START DATA SUPPLIED
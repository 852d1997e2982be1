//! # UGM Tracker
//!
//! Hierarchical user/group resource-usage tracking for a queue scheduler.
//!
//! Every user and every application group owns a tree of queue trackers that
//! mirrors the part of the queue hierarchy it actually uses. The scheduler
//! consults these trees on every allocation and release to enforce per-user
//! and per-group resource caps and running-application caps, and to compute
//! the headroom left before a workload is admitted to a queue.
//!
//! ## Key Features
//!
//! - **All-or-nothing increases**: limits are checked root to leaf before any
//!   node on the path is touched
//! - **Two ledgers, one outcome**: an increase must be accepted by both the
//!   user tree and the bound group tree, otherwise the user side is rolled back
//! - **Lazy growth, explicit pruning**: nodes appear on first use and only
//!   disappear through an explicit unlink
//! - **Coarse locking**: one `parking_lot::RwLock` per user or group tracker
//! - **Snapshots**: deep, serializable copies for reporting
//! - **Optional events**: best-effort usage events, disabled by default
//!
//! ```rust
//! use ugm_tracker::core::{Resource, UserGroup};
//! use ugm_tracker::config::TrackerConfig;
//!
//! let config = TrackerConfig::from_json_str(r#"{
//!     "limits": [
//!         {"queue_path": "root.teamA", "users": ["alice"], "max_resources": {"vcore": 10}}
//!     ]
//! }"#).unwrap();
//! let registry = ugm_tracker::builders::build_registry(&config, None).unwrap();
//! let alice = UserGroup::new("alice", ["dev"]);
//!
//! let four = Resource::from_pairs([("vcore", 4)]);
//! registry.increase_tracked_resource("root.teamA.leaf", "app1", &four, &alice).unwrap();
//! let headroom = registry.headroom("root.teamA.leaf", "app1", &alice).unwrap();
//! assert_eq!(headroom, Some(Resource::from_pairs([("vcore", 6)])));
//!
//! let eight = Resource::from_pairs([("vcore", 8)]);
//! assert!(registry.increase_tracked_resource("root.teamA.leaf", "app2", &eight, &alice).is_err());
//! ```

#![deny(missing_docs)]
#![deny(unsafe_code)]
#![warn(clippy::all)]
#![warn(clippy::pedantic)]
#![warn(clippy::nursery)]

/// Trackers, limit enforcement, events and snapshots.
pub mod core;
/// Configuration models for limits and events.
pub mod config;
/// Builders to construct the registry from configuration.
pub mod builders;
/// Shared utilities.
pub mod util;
END DATA SUPPLIED
YOUR TASK
Of the entries above, repeat exactly the lines between the line with "path is touched" and the line with "use and only", inclusive, and no others.

ANSWER SPACE
//!   node on the path is touched
//! - **Two ledgers, one outcome**: an increase must be accepted by both the
//!   user tree and the bound group tree, otherwise the user side is rolled back
//! - **Lazy growth, explicit pruning**: nodes appear on first use and only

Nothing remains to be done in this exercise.